→ DATA EXTRACT
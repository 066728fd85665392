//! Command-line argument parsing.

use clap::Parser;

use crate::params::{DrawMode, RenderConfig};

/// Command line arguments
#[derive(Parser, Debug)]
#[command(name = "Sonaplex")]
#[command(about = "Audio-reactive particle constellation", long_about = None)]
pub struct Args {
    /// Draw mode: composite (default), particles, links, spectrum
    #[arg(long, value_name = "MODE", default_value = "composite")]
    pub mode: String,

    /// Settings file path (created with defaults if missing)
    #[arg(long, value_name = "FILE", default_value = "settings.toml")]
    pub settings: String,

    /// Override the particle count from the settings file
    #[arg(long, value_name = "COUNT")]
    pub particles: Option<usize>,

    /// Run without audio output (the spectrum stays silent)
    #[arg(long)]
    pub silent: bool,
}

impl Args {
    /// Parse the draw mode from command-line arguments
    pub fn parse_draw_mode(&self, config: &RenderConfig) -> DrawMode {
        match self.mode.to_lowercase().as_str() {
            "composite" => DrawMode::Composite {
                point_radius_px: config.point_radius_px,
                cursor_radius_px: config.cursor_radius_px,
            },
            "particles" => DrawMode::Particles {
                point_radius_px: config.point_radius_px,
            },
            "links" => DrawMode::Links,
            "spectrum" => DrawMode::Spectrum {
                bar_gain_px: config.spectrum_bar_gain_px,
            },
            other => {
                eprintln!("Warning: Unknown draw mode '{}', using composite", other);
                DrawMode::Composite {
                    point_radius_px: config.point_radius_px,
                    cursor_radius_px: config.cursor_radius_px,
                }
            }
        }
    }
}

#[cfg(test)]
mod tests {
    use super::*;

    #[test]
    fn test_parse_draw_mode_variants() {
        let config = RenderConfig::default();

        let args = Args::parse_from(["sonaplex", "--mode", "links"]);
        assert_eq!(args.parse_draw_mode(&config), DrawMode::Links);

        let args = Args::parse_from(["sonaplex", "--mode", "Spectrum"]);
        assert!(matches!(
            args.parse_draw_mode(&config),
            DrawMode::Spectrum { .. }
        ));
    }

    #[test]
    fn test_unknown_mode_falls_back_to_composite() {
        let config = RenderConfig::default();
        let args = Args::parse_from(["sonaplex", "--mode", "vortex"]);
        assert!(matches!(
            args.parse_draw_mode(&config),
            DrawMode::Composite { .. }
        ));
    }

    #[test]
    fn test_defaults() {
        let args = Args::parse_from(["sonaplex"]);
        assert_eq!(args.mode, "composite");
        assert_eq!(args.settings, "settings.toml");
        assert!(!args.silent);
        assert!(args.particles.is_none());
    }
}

→ AIM OF THE TASK
Copy out every line from the data above in which the word "other" occurs.

→ EXPECTED ANSWER
            other => {
                eprintln!("Warning: Unknown draw mode '{}', using composite", other);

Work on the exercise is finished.